Grundmandatsklausel für die Linke wohl entscheidend
Das vom Bundestag beschlossene Wahlrecht sah zudem die Abschaffung der Grundmandatsklausel vor. Diese Regelung ermöglicht es Parteien, die weniger als fünf Prozent der Zweitstimmen erhalten, dennoch in den Bundestag einzuziehen – wenn sie mindestens drei Direktmandate gewinnen. In diesem Fall entsendet die Partei so viele Abgeordnete, wie es ihrem Zweitstimmenergebnis entspricht. Ausnahmen gelten weiterhin für Parteien nationaler Minderheiten. Da das Bundesverfassungsgericht diesen Teil der Wahlrechtsreform im Juli als verfassungswidrig erklärte, bleibt die Grundmandatsklausel auch bei der Wahl im Februar bestehen.
In der Region hat diese Ausnahme besondere Bedeutung: Die Linke hofft, trotz schlechter Umfrage-Ergebnisse ins Parlament einzuziehen, indem sie wie 2021 deutschlandweit mindestens drei Direktmandate gewinnt. Bei der vergangenen Bundestagswahl sicherte sich die Linke zwei Direktmandate in Berlin (Lichtenberg und Treptow-Köpenick).
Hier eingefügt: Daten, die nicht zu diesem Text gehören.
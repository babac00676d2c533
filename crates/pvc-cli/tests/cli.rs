//! Binary-level tests driven by snapshot fixtures.

use std::path::PathBuf;

use assert_cmd::Command;
use predicates::prelude::*;

fn fixture(name: &str) -> PathBuf {
    PathBuf::from(env!("CARGO_MANIFEST_DIR"))
        .join("tests")
        .join("fixtures")
        .join(name)
}

fn kubectl_pvc() -> Command {
    let mut cmd = Command::cargo_bin("kubectl-pvc").expect("binary should build");
    cmd.env_remove("KUBECTL_PVC_NAMESPACE")
        .env_remove("RUST_LOG")
        .arg("--snapshot")
        .arg(fixture("cluster.json"))
        .arg("--config")
        .arg("/dev/null");
    cmd
}

#[test]
fn inspect_degraded_claim() {
    kubectl_pvc()
        .args(["-n", "shop", "--attach-match", "exact", "inspect", "data"])
        .assert()
        .success()
        .stdout(predicate::str::contains("Claim:  shop/data"))
        .stdout(predicate::str::contains("<unscheduled>"))
        .stdout(predicate::str::contains(
            "nodes: [node-b] are still not attached as desired",
        ))
        .stdout(predicate::str::contains(
            "pods: [web-1,web-2] are still not mounted as desired",
        ));
}

#[test]
fn inspect_json_output() {
    let output = kubectl_pvc()
        .args(["-n", "shop", "-o", "json", "--attach-match", "exact", "inspect", "data"])
        .output()
        .expect("should run");
    assert!(output.status.success());

    let value: serde_json::Value = serde_json::from_slice(&output.stdout).expect("valid JSON");
    assert_eq!(value["phases"]["Provision"]["status"], "success");
    assert_eq!(value["phases"]["Attach"]["status"], "partly_fail");
    assert_eq!(value["phases"]["Attach"]["outstanding"][0], "node-b");
    assert_eq!(value["phases"]["Mount"]["status"], "partly_fail");
    assert_eq!(value["attached_nodes"][0], "node-a");
    assert_eq!(value["pods"].as_array().map(Vec::len), Some(4));
}

#[test]
fn inspect_substring_match_counts_similar_handles() {
    let output = kubectl_pvc()
        .args(["-n", "shop", "-o", "json", "--attach-match", "substring", "inspect", "data"])
        .output()
        .expect("should run");
    let value: serde_json::Value = serde_json::from_slice(&output.stdout).expect("valid JSON");
    assert_eq!(value["phases"]["Attach"]["status"], "success");
}

#[test]
fn config_file_sets_namespace_and_policy() {
    let output = Command::cargo_bin("kubectl-pvc")
        .expect("binary should build")
        .env_remove("KUBECTL_PVC_NAMESPACE")
        .arg("--snapshot")
        .arg(fixture("cluster.json"))
        .arg("--config")
        .arg(fixture("config.toml"))
        .args(["-o", "json", "inspect", "data"])
        .output()
        .expect("should run");
    assert!(output.status.success());

    let value: serde_json::Value = serde_json::from_slice(&output.stdout).expect("valid JSON");
    assert_eq!(value["namespace"], "shop");
    assert_eq!(value["phases"]["Attach"]["status"], "partly_fail");
}

#[test]
fn namespace_from_environment() {
    kubectl_pvc()
        .env("KUBECTL_PVC_NAMESPACE", "shop")
        .args(["inspect", "data"])
        .assert()
        .success()
        .stdout(predicate::str::contains("shop/data"));
}

#[test]
fn inspect_unbound_claim_is_ongoing() {
    kubectl_pvc()
        .args(["-n", "shop", "inspect", "pending"])
        .assert()
        .success()
        .stdout(predicate::str::contains("No pods reference this claim"))
        .stdout(predicate::str::contains("ongoing"))
        .stdout(predicate::str::contains("success").not());
}

#[test]
fn inspect_unsupported_volume_prints_partial_report() {
    kubectl_pvc()
        .args(["-n", "shop", "inspect", "legacy"])
        .assert()
        .failure()
        .stdout(predicate::str::contains("Bind"))
        .stdout(predicate::str::contains("success"))
        .stderr(predicate::str::contains("pv-hostpath"))
        .stderr(predicate::str::contains("CSI"));
}

#[test]
fn inspect_missing_volume_fails() {
    kubectl_pvc()
        .args(["-n", "shop", "inspect", "orphan"])
        .assert()
        .failure()
        .stderr(predicate::str::contains("volume not found: pv-gone"));
}

#[test]
fn inspect_missing_claim_fails() {
    kubectl_pvc()
        .args(["-n", "shop", "inspect", "nope"])
        .assert()
        .failure()
        .stdout(predicate::str::is_empty())
        .stderr(predicate::str::contains("volume claim not found: shop/nope"));
}

#[test]
fn inspect_requires_claim_argument() {
    kubectl_pvc().arg("inspect").assert().failure().code(2);
}

#[test]
fn ls_default_namespace() {
    kubectl_pvc()
        .arg("ls")
        .assert()
        .success()
        .stdout(predicate::str::contains("cache"))
        .stdout(predicate::str::contains("data").not());
}

#[test]
fn ls_namespace_table() {
    kubectl_pvc()
        .args(["-n", "shop", "ls"])
        .assert()
        .success()
        .stdout(predicate::str::starts_with("NAME"))
        .stdout(predicate::str::contains("STORAGECLASS"))
        .stdout(predicate::str::contains("orphan"));
}

#[test]
fn ls_claims_of_pod() {
    let output = kubectl_pvc()
        .args(["-n", "shop", "-o", "json", "ls", "--pod", "batch-0"])
        .output()
        .expect("should run");
    assert!(output.status.success());

    let value: serde_json::Value = serde_json::from_slice(&output.stdout).expect("valid JSON");
    assert_eq!(value["pod"], "batch-0");
    assert_eq!(value["claims"][0]["name"], "legacy");
    assert_eq!(value["claims"][1]["name"], "data");
}

#[test]
fn invalid_snapshot_fails() {
    Command::cargo_bin("kubectl-pvc")
        .expect("binary should build")
        .arg("--snapshot")
        .arg(fixture("config.toml"))
        .arg("ls")
        .assert()
        .failure()
        .stderr(predicate::str::contains("invalid cluster snapshot"));
}
//! # pvc-cli
//!
//! `kubectl pvc` plugin: inspects persistent volume claims and explains why
//! a claim is not usable by its pods.
//!
//! Provides commands for:
//! - Diagnosing the provision, bind, attach and mount phases of a claim
//! - Listing the claims of a namespace or pod
//!
//! # Architecture
//!
//! Facts come either from the API server through [`client::KubeFactSource`]
//! or from a JSON snapshot file; both feed the same
//! [`pvc_core::Diagnoser`].
//!
//! ```text
//! ┌─────────────┐      kube-rs       ┌────────────┐
//! │ kubectl-pvc │◄──────────────────►│ API server │
//! └─────────────┘   (or --snapshot)  └────────────┘
//! ```

#![forbid(unsafe_code)]
#![warn(missing_docs)]

pub mod cli;
pub mod client;
pub mod commands;
pub mod config;
pub mod error;
pub mod output;

pub use cli::{Cli, Commands, Format, InspectArgs, LsArgs};
pub use client::KubeFactSource;
pub use config::{PluginConfig, Settings};
pub use error::CliError;
pub use output::OutputFormat;
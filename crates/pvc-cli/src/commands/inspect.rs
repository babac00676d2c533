//! Inspect command implementation.
//!
//! Diagnoses one claim and renders its status report. When diagnosis stops
//! early, whatever phases were resolved are still printed before the error
//! is returned.

use std::io::Write;

use pvc_core::{Diagnoser, FactSource, MatchPolicy};
use tracing::debug;

use crate::cli::InspectArgs;
use crate::error::CliError;
use crate::output::OutputFormat;

/// Inspect command executor.
pub struct InspectCommand<S> {
    diagnoser: Diagnoser<S>,
    namespace: String,
}

impl<S: FactSource> InspectCommand<S> {
    /// Create a new inspect command.
    #[must_use]
    pub fn new(source: S, namespace: impl Into<String>, policy: MatchPolicy) -> Self {
        Self {
            diagnoser: Diagnoser::with_matcher(source, policy),
            namespace: namespace.into(),
        }
    }

    /// Execute the inspect command.
    ///
    /// # Errors
    ///
    /// Returns the diagnosis error if any fetch failed, or an error if output
    /// fails.
    pub async fn execute<W: Write>(
        &self,
        writer: &mut W,
        format: &OutputFormat,
        args: &InspectArgs,
    ) -> Result<(), CliError> {
        match self.diagnoser.diagnose(&self.namespace, &args.claim).await {
            Ok(report) => format.write(writer, &report),
            Err(aborted) => {
                let (partial, error) = aborted.into_parts();
                if partial.phases().any(|(_, v)| !v.status.is_ongoing()) {
                    format.write(writer, &partial)?;
                } else {
                    debug!(claim = %args.claim, "nothing resolved, skipping partial report");
                }
                Err(CliError::Diagnosis(error))
            }
        }
    }
}
//! Plugin configuration.
//!
//! Optional TOML file, by default at `<config dir>/kubectl-pvc/config.toml`:
//!
//! ```toml
//! namespace = "shop"
//! context = "prod"
//! attach_match = "exact"
//! request_timeout_secs = 10
//! ```
//!
//! Command-line flags override file values.

use std::path::{Path, PathBuf};
use std::time::Duration;

use pvc_core::MatchPolicy;
use serde::{Deserialize, Serialize};
use tracing::debug;

use crate::cli::Cli;
use crate::error::CliError;

/// Namespace used when neither flags, config nor kubeconfig name one.
pub const DEFAULT_NAMESPACE: &str = "default";

/// Default per-request timeout against the API server.
pub const DEFAULT_REQUEST_TIMEOUT_SECS: u64 = 30;

/// Maximum length of a namespace name.
const NAMESPACE_MAX_LENGTH: usize = 63;

/// Contents of the configuration file.
#[derive(Debug, Clone, Serialize, Deserialize, PartialEq, Eq)]
#[serde(default, deny_unknown_fields)]
pub struct PluginConfig {
    /// Namespace to use when `--namespace` is not given.
    pub namespace: Option<String>,
    /// Kubeconfig context to use when `--context` is not given.
    pub context: Option<String>,
    /// Attachment matching policy.
    pub attach_match: MatchPolicy,
    /// Per-request timeout in seconds.
    pub request_timeout_secs: u64,
}

impl Default for PluginConfig {
    fn default() -> Self {
        Self {
            namespace: None,
            context: None,
            attach_match: MatchPolicy::default(),
            request_timeout_secs: DEFAULT_REQUEST_TIMEOUT_SECS,
        }
    }
}

impl PluginConfig {
    /// Default location of the configuration file.
    #[must_use]
    pub fn default_path() -> Option<PathBuf> {
        dirs::config_dir().map(|dir| dir.join("kubectl-pvc").join("config.toml"))
    }

    /// Load configuration.
    ///
    /// An explicit path must exist. Without one, the default location is read
    /// if present and defaults are used otherwise.
    ///
    /// # Errors
    ///
    /// Returns an error if a file that should be read cannot be read or is
    /// invalid.
    pub fn load(explicit: Option<&Path>) -> Result<Self, CliError> {
        if let Some(path) = explicit {
            return Self::from_file(path);
        }

        match Self::default_path() {
            Some(path) if path.is_file() => Self::from_file(&path),
            _ => {
                debug!("no configuration file, using defaults");
                Ok(Self::default())
            }
        }
    }

    /// Load configuration from a TOML file.
    ///
    /// # Errors
    ///
    /// Returns an error if the file cannot be read or parsed.
    pub fn from_file(path: impl AsRef<Path>) -> Result<Self, CliError> {
        let path = path.as_ref();
        let content = std::fs::read_to_string(path).map_err(|e| {
            CliError::Config(format!(
                "failed to read config file '{}': {e}",
                path.display()
            ))
        })?;

        let config = Self::from_toml(&content)?;
        debug!(path = %path.display(), "loaded configuration");
        Ok(config)
    }

    /// Parse configuration from a TOML string.
    ///
    /// # Errors
    ///
    /// Returns an error if the TOML is invalid.
    pub fn from_toml(content: &str) -> Result<Self, CliError> {
        let config: Self = toml::from_str(content)
            .map_err(|e| CliError::Config(format!("invalid TOML: {e}")))?;

        config.validate()?;
        Ok(config)
    }

    /// Validate the configuration.
    ///
    /// # Errors
    ///
    /// Returns an error if any configuration values are invalid.
    pub fn validate(&self) -> Result<(), CliError> {
        if let Some(namespace) = &self.namespace {
            validate_namespace(namespace)?;
        }

        if self.context.as_deref().is_some_and(str::is_empty) {
            return Err(CliError::Config("context cannot be empty".to_string()));
        }

        if self.request_timeout_secs == 0 {
            return Err(CliError::Config(
                "request_timeout_secs must be greater than 0".to_string(),
            ));
        }

        Ok(())
    }
}

fn validate_namespace(namespace: &str) -> Result<(), CliError> {
    if namespace.is_empty() {
        return Err(CliError::Config("namespace cannot be empty".to_string()));
    }

    if namespace.len() > NAMESPACE_MAX_LENGTH {
        return Err(CliError::Config(format!(
            "namespace cannot exceed {NAMESPACE_MAX_LENGTH} characters"
        )));
    }

    let valid_chars = namespace
        .chars()
        .all(|c| c.is_ascii_lowercase() || c.is_ascii_digit() || c == '-');
    if !valid_chars || namespace.starts_with('-') || namespace.ends_with('-') {
        return Err(CliError::Config(format!(
            "namespace '{namespace}' must consist of lowercase alphanumeric characters or '-', and start and end with an alphanumeric character"
        )));
    }

    Ok(())
}

/// Effective settings after merging flags over the configuration file.
#[derive(Debug, Clone, PartialEq, Eq)]
pub struct Settings {
    /// Namespace, if flags or config named one.
    pub namespace: Option<String>,
    /// Kubeconfig context.
    pub context: Option<String>,
    /// Attachment matching policy.
    pub attach_match: MatchPolicy,
    /// Per-request timeout.
    pub request_timeout: Duration,
}

impl Settings {
    /// Merge command-line flags over file configuration.
    pub fn resolve(cli: &Cli, config: PluginConfig) -> Self {
        Self {
            namespace: cli.namespace.clone().or(config.namespace),
            context: cli.context.clone().or(config.context),
            attach_match: cli.attach_match.map_or(config.attach_match, MatchPolicy::from),
            request_timeout: Duration::from_secs(config.request_timeout_secs),
        }
    }

    /// Namespace to use, falling back to `fallback` when none was configured.
    #[must_use]
    pub fn namespace_or(&self, fallback: &str) -> String {
        self.namespace
            .clone()
            .unwrap_or_else(|| fallback.to_string())
    }
}
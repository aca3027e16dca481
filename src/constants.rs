//! Global interaction constants for the annotation canvas.

/// Margin (in image pixels) added around a shape's boundary for hit-testing,
/// so thin shapes stay easy to hover and select.
pub const HIT_MARGIN: f32 = 8.0;

/// Vertex handle radius (in image pixels) used for hovered/selected shapes.
pub const HANDLE_RADIUS: f32 = 10.0;

/// Distance threshold for closing a polygon by clicking near its first vertex.
pub const POLYGON_CLOSE_THRESHOLD: f32 = 8.0;

/// Minimum extent (width, height, radius, or baseline length) for a shape to
/// be accepted when construction completes.
pub const MIN_SHAPE_EXTENT: f32 = 1.0;
//! Unit tests for sidecar file persistence.
//!
//! These tests verify line formatting, normalization against the image
//! dimensions, and save/load round-trips for every shape variant.

mod roundtrip_tests;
Um zumindest ein Direktmandat in Berlin zu gewinnen, tritt der mittlerweile 76 Jahre alte Gregor Gysi als Teil der "Mission Silberlocke" erneut in Treptow-Köpenick an.
Ein Wahlkreis wird größer, ein anderer kleiner
Nichts mit dem neuen Wahlrecht zu tun hat eine weitere Neuerung, die zwei Brandenburger Wahlkreise betrifft. Diese werden aufgrund der Bevölkerungsentwicklung angepasst – der eine wird kleiner, der andere größer. Aus "Dahme-Spreewald – Teltow-Fläming III – Oberspreewald-Lausitz I" wird "Dahme-Spreewald – Teltow Fläming III". Der Wahlkreis "Elbe-Elster – Oberspreewald-Lausitz II" wird vergrößert und heißt fortan "Elbe Elster – Oberspreewald-Lausitz". Insgesamt gibt es in Brandenburg weiterhin zehn Wahlkreise, in Berlin sind es zwölf.
Ob all die Neuerungen im Wahlrecht auch bei der übernächsten Bundestagswahl gelten werden, ist ungewiss. Die Union hat bereits angekündigt, die von der Ampelparteien durchgesetzte Wahlrechtsreform zurückzunehmen zu wollen. Die Unionsparteien CDU/CSU und die Linke waren große Kritiker der Reform. Da die Grundmandatsklausel am Ende bestehen bleibt, hat die bayerische CSU am Wahlabend voraussichtlich wenig zu befürchten. Die Linke hingegen wird wohl mit Spannung auf das Ergebnis in Treptow-Köpenick blicken.